**Work instruction**
State the number of lines below in which the word "yellow" appears. Nothing else belongs in the answer.

**Stored data**
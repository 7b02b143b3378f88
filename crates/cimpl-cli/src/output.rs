//! Diagnostic output for the terminal

use crate::OutputFormat;
use anyhow::Result;
use cimpl_core::diagnostics::{Diagnostic, Severity};
use colored::*;

/// Error and warning counts of one run
#[derive(Debug, Default, Clone, Copy, PartialEq, Eq)]
pub struct Summary {
    pub errors: usize,
    pub warnings: usize,
}

impl Summary {
    fn of<'a>(diagnostics: impl Iterator<Item = &'a Diagnostic>) -> Self {
        let mut summary = Self::default();
        for diagnostic in diagnostics {
            match diagnostic.severity {
                Severity::Error => summary.errors += 1,
                Severity::Warning => summary.warnings += 1,
                Severity::Info => {}
            }
        }
        summary
    }

    fn render(&self) -> String {
        let errors = format!("{} errors", self.errors);
        let warnings = format!("{} warnings", self.warnings);
        let errors = if self.errors > 0 { errors.red().to_string() } else { errors };
        let warnings = if self.warnings > 0 {
            warnings.yellow().to_string()
        } else {
            warnings
        };
        format!("{errors}, {warnings}")
    }
}

fn severity_label(severity: Severity) -> ColoredString {
    let label = severity.to_string();
    match severity {
        Severity::Error => label.red().bold(),
        Severity::Warning => label.yellow().bold(),
        Severity::Info => label.blue().bold(),
    }
}

fn render_diagnostic(diagnostic: &Diagnostic) -> String {
    let mut line = format!(
        "{}[{:05}]: {}",
        severity_label(diagnostic.severity),
        diagnostic.code,
        diagnostic.message
    );
    if let Some(shr_id) = &diagnostic.shr_id {
        let mut context = format!("shrId: {shr_id}");
        if let Some(target_spec) = &diagnostic.target_spec {
            context.push_str(&format!(", targetSpec: {target_spec}"));
        }
        if let Some(target_item) = &diagnostic.target_item {
            context.push_str(&format!(", target: {target_item}"));
        }
        line.push_str(&format!(" {}", format!("({context})").dimmed()));
    }
    line
}

/// Print diagnostics to stderr and return the run's counts
///
/// Human output ends with one summary line per stage: elements, then
/// mappings (diagnostics carrying a target specification).
pub fn report(diagnostics: &[Diagnostic], format: OutputFormat) -> Result<Summary> {
    let summary = Summary::of(diagnostics.iter());
    match format {
        OutputFormat::Json => {
            eprintln!("{}", serde_json::to_string_pretty(diagnostics)?);
        }
        OutputFormat::Human => {
            for diagnostic in diagnostics {
                eprintln!("{}", render_diagnostic(diagnostic));
            }
            let elements = Summary::of(diagnostics.iter().filter(|d| d.target_spec.is_none()));
            let mappings = Summary::of(diagnostics.iter().filter(|d| d.target_spec.is_some()));
            eprintln!("{} {}", "Elements:".bold(), elements.render());
            eprintln!("{} {}", "Mappings:".bold(), mappings.render());
        }
    }
    Ok(summary)
}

**Response**
2